Let’s start with a simple question: If you have a mental health issue, how can you be sure a psychiatrist will diagnose it correctly?
Basically, you can’t. The process of diagnosing psychiatric conditions is more subjective than we might think, depending heavily on the whims and even location of the psychiatrist. One study conducted by Dr. David Rosenhan demonstrates the consequences of these highly individual diagnoses.
He sent a group of eight academics to different hospitals, each of them with the complaint that they heard a voice in their heads saying the word “thud,” but were otherwise behaving normally. All of them were diagnosed with various mental disorders and prescribed strong antipsychotic pills. Most were held in hospitals for weeks, even after explaining that they were part of a study!
Furthermore, statistics show that psychiatrists across the world only share a consensus on patient diagnoses for the same patient 32 to 42 percent of the time. However, there are regional similarities in diagnoses. For example, when we compare trends in psychiatric diagnoses across countries, we find that psychiatrists from the US and Russia are twice as likely to diagnose their patients as schizophrenic than their colleagues in Europe.
These discrepancies arise despite the fact that psychologists have already standardized the diagnosis of mental disorders in the Diagnostic and Statistical Manual of Mental Disorders, or the DSM.
The DSM contains all psychiatric disorders known in modern medicine and has been continually edited and refined since its first publication under the title DSM-I in 1952.
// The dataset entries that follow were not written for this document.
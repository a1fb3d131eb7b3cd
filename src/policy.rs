//! Invocation policy
//!
//! Decides when the engine runs. New-message events for a conversation arrive
//! in bursts, so recomputation is debounced: only the latest snapshot is kept
//! and it is released once no newer snapshot has arrived for the window.
//!
//! Time is passed in explicitly (`now_ms`), which keeps the policy
//! deterministic and independent of any async runtime.

use crate::types::{Message, ParticipantPair};

/// Default debounce window in milliseconds
pub const DEFAULT_DEBOUNCE_MS: i64 = 1_200;

#[derive(Debug, Clone)]
struct Pending<T> {
    value: T,
    due_at_ms: i64,
}

/// Trailing-edge debouncer holding at most one pending value
#[derive(Debug, Clone)]
pub struct Debouncer<T> {
    window_ms: i64,
    pending: Option<Pending<T>>,
}

impl<T> Default for Debouncer<T> {
    fn default() -> Self {
        Self::new(DEFAULT_DEBOUNCE_MS)
    }
}

impl<T> Debouncer<T> {
    /// Create a debouncer; negative windows are treated as zero
    pub fn new(window_ms: i64) -> Self {
        Self {
            window_ms: window_ms.max(0),
            pending: None,
        }
    }

    pub fn window_ms(&self) -> i64 {
        self.window_ms
    }

    /// Replace any pending value and restart the window
    pub fn offer(&mut self, value: T, now_ms: i64) {
        self.pending = Some(Pending {
            value,
            due_at_ms: now_ms.saturating_add(self.window_ms),
        });
    }

    /// Release the pending value if its window has elapsed
    pub fn poll(&mut self, now_ms: i64) -> Option<T> {
        let due = self
            .pending
            .as_ref()
            .is_some_and(|p| now_ms >= p.due_at_ms);
        if due {
            self.pending.take().map(|p| p.value)
        } else {
            None
        }
    }

    /// Drop the pending value without releasing it
    pub fn cancel(&mut self) {
        self.pending = None;
    }

    pub fn is_pending(&self) -> bool {
        self.pending.is_some()
    }

    /// When the pending value becomes due, if any
    pub fn deadline_ms(&self) -> Option<i64> {
        self.pending.as_ref().map(|p| p.due_at_ms)
    }
}

/// A watched conversation: its canonical participants and pending snapshot
#[derive(Debug, Clone)]
pub struct ConversationWatch {
    conversation_id: String,
    participants: ParticipantPair,
    debouncer: Debouncer<Vec<Message>>,
}

impl ConversationWatch {
    /// Watch a conversation from the point of view of `current_user`.
    ///
    /// The pair is stored in canonical order, so both participants' clients
    /// write the same `user_a` / `user_b`.
    pub fn new(
        conversation_id: impl Into<String>,
        current_user: impl Into<String>,
        other_user: impl Into<String>,
        debounce_ms: i64,
    ) -> Self {
        Self {
            conversation_id: conversation_id.into(),
            participants: ParticipantPair::canonical(current_user, other_user),
            debouncer: Debouncer::new(debounce_ms),
        }
    }

    pub fn conversation_id(&self) -> &str {
        &self.conversation_id
    }

    pub fn participants(&self) -> &ParticipantPair {
        &self.participants
    }

    /// Record the latest message snapshot
    pub fn on_messages(&mut self, snapshot: Vec<Message>, now_ms: i64) {
        self.debouncer.offer(snapshot, now_ms);
    }

    /// Take the snapshot if it is due for recomputation
    pub fn take_due(&mut self, now_ms: i64) -> Option<Vec<Message>> {
        self.debouncer.poll(now_ms)
    }

    pub fn cancel(&mut self) {
        self.debouncer.cancel();
    }

    pub fn is_pending(&self) -> bool {
        self.debouncer.is_pending()
    }
}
However, the standards found in the DSM are based on the consensus of psychiatrists, not on scientific research. For example, homosexuality used to be categorized as a mental disease in DSM-II. This all changed during the gay rights movement in the 1970s, during which psychiatrists voted to remove homosexuality from the manual’s third edition, DSM-III.
Unlike other medical sciences, where doctors can agree if a patient’s leg is broken based on the available evidence, e.g., an X-ray, psychiatrists cannot diagnose patients in a way that enjoys a unanimous consensus.